Formulation, evaluation, and pharmacokinetics of isradipine proliposomes for oral delivery

Proliposomes loaded with isradipine were prepared successfully to enhance the oral bioavailability of isradipine. In this study, proliposomes were prepared by film deposition by the carrier method with varying ratios of hydrogenated soy phosphatidyl choline (HSPC) and cholesterol using spray-dried mannitol (Pearlitol SD 200) as the carrier. The formulation containing an equimolar ratio of HSPC and cholesterol showed smaller vesicle size, high surface charge, and entrapment efficiency. The formation of liposomes and surface morphology of optimized proliposome formulation was studied by optical and scanning electron microscopy, respectively.
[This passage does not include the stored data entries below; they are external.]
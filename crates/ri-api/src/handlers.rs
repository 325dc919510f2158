//! # ri-api Handlers
//!
//! This module coordinates the flow between HTTP requests and the core
//! services. Handlers parse input, call one service, and shape JSON.

use std::sync::Arc;

use actix_web::http::{header, StatusCode};
use actix_web::{web, HttpResponse};
use chrono::{DateTime, NaiveDate, NaiveDateTime, TimeZone, Utc};
use ri_core::batch::BatchRequest;
use ri_core::error::AppError;
use ri_core::export::ExportFormat;
use ri_core::models::{ArticleId, FavoriteFolder, FolderPatch, NewFolder, QuickSave};
use ri_core::services::leaderboard::DEFAULT_LIMIT as LEADERBOARD_DEFAULT_LIMIT;
use ri_core::services::Services;
use ri_core::traits::IdentityProvider;
use serde::{Deserialize, Serialize};
use serde_json::{json, Value};
use uuid::Uuid;

use crate::error::{ApiError, ApiResult};
use crate::identity::RequestIdentity;

/// State shared across all Actix-web workers.
pub struct AppState {
    pub services: Services,
    pub identity: Arc<dyn IdentityProvider>,
}

#[derive(Debug, Deserialize)]
pub struct LikeRequest {
    pub article_id: ArticleId,
}

#[derive(Debug, Deserialize)]
pub struct AddItemRequest {
    pub folder_id: Uuid,
    pub article_id: ArticleId,
    pub note: Option<String>,
}

#[derive(Debug, Default, Deserialize)]
pub struct LimitQuery {
    pub limit: Option<i64>,
}

#[derive(Debug, Default, Deserialize)]
pub struct PageQuery {
    pub page: Option<i64>,
}

#[derive(Debug, Default, Deserialize)]
pub struct ExportQuery {
    pub format: Option<String>,
}

#[derive(Debug, Default, Deserialize)]
pub struct LeaderboardQuery {
    pub since: Option<String>,
    pub limit: Option<i64>,
}

#[derive(Debug, Default, Deserialize)]
pub struct NotificationQuery {
    #[serde(default)]
    pub unread: bool,
    pub limit: Option<i64>,
}

/// Path ids that do not parse can never name an owned resource.
fn parse_id(kind: &str, raw: &str) -> ApiResult<Uuid> {
    Uuid::parse_str(raw.trim()).map_err(|_| ApiError(AppError::not_found(kind, raw)))
}

/// JSON response that also carries a freshly minted session cookie.
fn reply(identity: &RequestIdentity, status: StatusCode, body: impl Serialize) -> HttpResponse {
    let mut builder = HttpResponse::build(status);
    identity.attach_session(&mut builder);
    builder.json(body)
}

fn created_or_ok(created: bool) -> StatusCode {
    if created {
        StatusCode::CREATED
    } else {
        StatusCode::OK
    }
}

fn owner_folder_json(state: &AppState, folder: &FavoriteFolder) -> Value {
    let mut value = json!(folder);
    value["tag_list"] = json!(folder.tag_list());
    value["share_url"] = json!(state.services.sharing.share_url(&folder.share_token));
    value
}

/// What anonymous readers of a public folder may see.
fn public_folder_json(state: &AppState, folder: &FavoriteFolder) -> Value {
    json!({
        "id": folder.id,
        "name": folder.name,
        "slug": folder.slug,
        "description": folder.description,
        "tags": folder.tag_list(),
        "share_hits": folder.share_hits,
        "share_url": state.services.sharing.share_url(&folder.share_token),
        "updated_at": folder.updated_at,
    })
}

/// ISO-8601 instant, date-time without offset (taken as UTC), or bare date.
fn parse_since(raw: &str) -> Option<DateTime<Utc>> {
    let raw = raw.trim();
    // Query strings turn an unescaped '+' offset into a space.
    let candidates = [raw.to_string(), raw.replace(' ', "+")];
    for candidate in &candidates {
        if let Ok(dt) = DateTime::parse_from_rfc3339(candidate) {
            return Some(dt.with_timezone(&Utc));
        }
    }
    for format in ["%Y-%m-%dT%H:%M:%S%.f", "%Y-%m-%d %H:%M:%S%.f"] {
        if let Ok(naive) = NaiveDateTime::parse_from_str(raw, format) {
            return Some(Utc.from_utc_datetime(&naive));
        }
    }
    NaiveDate::parse_from_str(raw, "%Y-%m-%d")
        .ok()
        .and_then(|d| d.and_hms_opt(0, 0, 0))
        .map(|naive| Utc.from_utc_datetime(&naive))
}

// ── Likes ───────────────────────────────────────────────────────────────────

pub async fn toggle_like(
    data: web::Data<AppState>,
    identity: RequestIdentity,
    body: web::Json<LikeRequest>,
) -> ApiResult<HttpResponse> {
    let outcome = data
        .services
        .likes
        .toggle(&identity.actor, body.article_id, &identity.context)
        .await?;
    Ok(reply(&identity, StatusCode::OK, outcome))
}

pub async fn like_history(
    data: web::Data<AppState>,
    identity: RequestIdentity,
    query: web::Query<LimitQuery>,
) -> ApiResult<HttpResponse> {
    identity.user_id()?;
    let likes = data.services.likes.history(&identity.actor, query.limit.unwrap_or(20)).await?;
    let likes: Vec<Value> = likes
        .iter()
        .map(|like| json!({ "article_id": like.article_id, "liked_at": like.created_at }))
        .collect();
    Ok(reply(&identity, StatusCode::OK, json!({ "likes": likes })))
}

// ── Folders ─────────────────────────────────────────────────────────────────

pub async fn list_folders(data: web::Data<AppState>, identity: RequestIdentity) -> ApiResult<HttpResponse> {
    let folders = data.services.favorites.list_folders(&identity.actor).await?;
    let folders: Vec<Value> = folders.iter().map(|f| owner_folder_json(&data, f)).collect();
    Ok(reply(&identity, StatusCode::OK, json!({ "folders": folders })))
}

pub async fn create_folder(
    data: web::Data<AppState>,
    identity: RequestIdentity,
    body: web::Json<NewFolder>,
) -> ApiResult<HttpResponse> {
    let folder = data.services.favorites.create_folder(&identity.actor, body.into_inner()).await?;
    Ok(reply(&identity, StatusCode::CREATED, owner_folder_json(&data, &folder)))
}

pub async fn get_folder(
    data: web::Data<AppState>,
    identity: RequestIdentity,
    path: web::Path<String>,
) -> ApiResult<HttpResponse> {
    let folder_id = parse_id("Folder", &path)?;
    let folder = data.services.favorites.get_folder(&identity.actor, folder_id).await?;
    Ok(reply(&identity, StatusCode::OK, owner_folder_json(&data, &folder)))
}

pub async fn update_folder(
    data: web::Data<AppState>,
    identity: RequestIdentity,
    path: web::Path<String>,
    body: web::Json<FolderPatch>,
) -> ApiResult<HttpResponse> {
    let folder_id = parse_id("Folder", &path)?;
    let folder = data
        .services
        .favorites
        .update_folder(&identity.actor, folder_id, body.into_inner())
        .await?;
    Ok(reply(&identity, StatusCode::OK, owner_folder_json(&data, &folder)))
}

pub async fn delete_folder(
    data: web::Data<AppState>,
    identity: RequestIdentity,
    path: web::Path<String>,
) -> ApiResult<HttpResponse> {
    let folder_id = parse_id("Folder", &path)?;
    data.services.favorites.delete_folder(&identity.actor, folder_id).await?;
    Ok(reply(&identity, StatusCode::OK, json!({ "deleted": true })))
}

// ── Items ───────────────────────────────────────────────────────────────────

pub async fn add_item(
    data: web::Data<AppState>,
    identity: RequestIdentity,
    body: web::Json<AddItemRequest>,
) -> ApiResult<HttpResponse> {
    let added = data
        .services
        .favorites
        .add_item(&identity.actor, body.folder_id, body.article_id, body.note.as_deref())
        .await?;
    Ok(reply(
        &identity,
        created_or_ok(added.created),
        json!({ "created": added.created, "item_id": added.item.id }),
    ))
}

pub async fn remove_item(
    data: web::Data<AppState>,
    identity: RequestIdentity,
    path: web::Path<String>,
) -> ApiResult<HttpResponse> {
    // Unknown ids simply delete nothing.
    let removed = match Uuid::parse_str(path.trim()) {
        Ok(item_id) => data.services.favorites.remove_item(&identity.actor, item_id).await?,
        Err(_) => 0,
    };
    Ok(reply(&identity, StatusCode::OK, json!({ "deleted": removed > 0 })))
}

pub async fn folder_items(
    data: web::Data<AppState>,
    identity: RequestIdentity,
    path: web::Path<String>,
) -> ApiResult<HttpResponse> {
    let folder_id = parse_id("Folder", &path)?;
    let (folder, items) = data.services.favorites.list_items(&identity.actor, folder_id).await?;
    Ok(reply(&identity, StatusCode::OK, json!({ "folder": folder.name, "items": items })))
}

/// All of the user's favorites, newest first, with the folder list. The
/// default folder is created on the first visit.
pub async fn my_favorites(
    data: web::Data<AppState>,
    identity: RequestIdentity,
    query: web::Query<PageQuery>,
) -> ApiResult<HttpResponse> {
    let mine = data
        .services
        .favorites
        .my_favorites(&identity.actor, query.page.unwrap_or(1))
        .await?;
    let folders: Vec<Value> = mine.folders.iter().map(|f| owner_folder_json(&data, f)).collect();
    Ok(reply(
        &identity,
        StatusCode::OK,
        json!({
            "default_folder_id": mine.default_folder_id,
            "folders": folders,
            "items": mine.items,
            "page": mine.page,
            "total": mine.total,
            "has_next": mine.has_next,
        }),
    ))
}

pub async fn export_folder(
    data: web::Data<AppState>,
    identity: RequestIdentity,
    path: web::Path<String>,
    query: web::Query<ExportQuery>,
) -> ApiResult<HttpResponse> {
    let folder_id = parse_id("Folder", &path)?;
    let format = ExportFormat::parse(query.format.as_deref())?;
    let export = data.services.favorites.export_items(&identity.actor, folder_id, format).await?;

    let mut builder = HttpResponse::Ok();
    identity.attach_session(&mut builder);
    Ok(builder
        .content_type(export.content_type)
        .insert_header((
            header::CONTENT_DISPOSITION,
            format!("attachment; filename=\"{}\"", export.filename),
        ))
        .body(export.body))
}

pub async fn batch(
    data: web::Data<AppState>,
    identity: RequestIdentity,
    body: web::Json<BatchRequest>,
) -> ApiResult<HttpResponse> {
    let outcome = data.services.favorites.batch(&identity.actor, body.into_inner()).await?;
    Ok(reply(&identity, StatusCode::OK, outcome))
}

pub async fn quick_save(
    data: web::Data<AppState>,
    identity: RequestIdentity,
    body: web::Json<QuickSave>,
) -> ApiResult<HttpResponse> {
    let saved = data.services.favorites.quick_save(&identity.actor, body.into_inner()).await?;
    Ok(reply(
        &identity,
        created_or_ok(saved.created),
        json!({
            "created": saved.created,
            "item_id": saved.item.id,
            "folder_id": saved.folder.id,
            "note_version": saved.item.note_version,
            "share_url": data.services.sharing.share_url(&saved.folder.share_token),
        }),
    ))
}

// ── Sharing ─────────────────────────────────────────────────────────────────

pub async fn shared_folder(data: web::Data<AppState>, path: web::Path<String>) -> ApiResult<HttpResponse> {
    let shared = data.services.sharing.get_public_folder(&path).await?;
    Ok(HttpResponse::Ok().json(json!({
        "folder": public_folder_json(&data, &shared.folder),
        "items": shared.items,
    })))
}

pub async fn public_folders(data: web::Data<AppState>, query: web::Query<LimitQuery>) -> ApiResult<HttpResponse> {
    let folders = data.services.sharing.list_public_folders(query.limit.unwrap_or(20)).await?;
    let folders: Vec<Value> = folders.iter().map(|f| public_folder_json(&data, f)).collect();
    Ok(HttpResponse::Ok().json(json!({ "folders": folders })))
}

// ── Leaderboard ─────────────────────────────────────────────────────────────

pub async fn leaderboard(data: web::Data<AppState>, query: web::Query<LeaderboardQuery>) -> ApiResult<HttpResponse> {
    let since = match query.since.as_deref().map(str::trim) {
        None | Some("") => None,
        Some(raw) => Some(
            parse_since(raw).ok_or_else(|| ApiError(AppError::ValidationError("invalid since parameter".into())))?,
        ),
    };
    let limit = query.limit.unwrap_or(LEADERBOARD_DEFAULT_LIMIT);
    let entries = data.services.leaderboard.top_articles(limit, since).await?;
    Ok(HttpResponse::Ok().json(json!({ "articles": entries })))
}

// ── Dashboard & notifications ───────────────────────────────────────────────

pub async fn dashboard(data: web::Data<AppState>, identity: RequestIdentity) -> ApiResult<HttpResponse> {
    let stats = data.services.favorites.dashboard(&identity.actor).await?;
    let unread = data.services.notifications.unread_count(&identity.actor).await?;
    let mut body = json!(stats);
    body["unread_notifications"] = json!(unread);
    Ok(reply(&identity, StatusCode::OK, body))
}

pub async fn notifications(
    data: web::Data<AppState>,
    identity: RequestIdentity,
    query: web::Query<NotificationQuery>,
) -> ApiResult<HttpResponse> {
    let limit = query.limit.unwrap_or(50);
    let items = data.services.notifications.list(&identity.actor, query.unread, limit).await?;
    let unread = data.services.notifications.unread_count(&identity.actor).await?;
    Ok(reply(&identity, StatusCode::OK, json!({ "notifications": items, "unread_count": unread })))
}

pub async fn mark_notification_read(
    data: web::Data<AppState>,
    identity: RequestIdentity,
    path: web::Path<String>,
) -> ApiResult<HttpResponse> {
    let id = parse_id("Notification", &path)?;
    data.services.notifications.mark_read(&identity.actor, id).await?;
    Ok(reply(&identity, StatusCode::OK, json!({ "read": true })))
}

// ── Identity ────────────────────────────────────────────────────────────────

/// Folds the request's anonymous session into the signed-in user.
pub async fn merge_identity(data: web::Data<AppState>, identity: RequestIdentity) -> ApiResult<HttpResponse> {
    let reassigned = match identity.anonymous_key.as_deref() {
        Some(key) => data.services.merge.merge_anonymous_into(key, &identity.actor).await?,
        None => {
            identity.user_id()?;
            0
        }
    };
    Ok(reply(&identity, StatusCode::OK, json!({ "reassigned": reassigned })))
}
Fourier transform infrared, differential scanning calorimetry, and powder X-ray diffractometry studies were performed to assess the solid-state characteristics of the formulation. Ex vivo permeation enhancement assessed from flux, permeability coefficient, and enhancement ratio were significantly higher for proliposomes, compared to control. The pharmacokinetic parameters were evaluated in male albino Wistar rats, and a significant improvement in bioavailability (2.4-fold) was observed from the optimized proliposome formulation, compared to control (oral suspension). The stability study revealed that the formulations are stable when stored at 4 degrees C.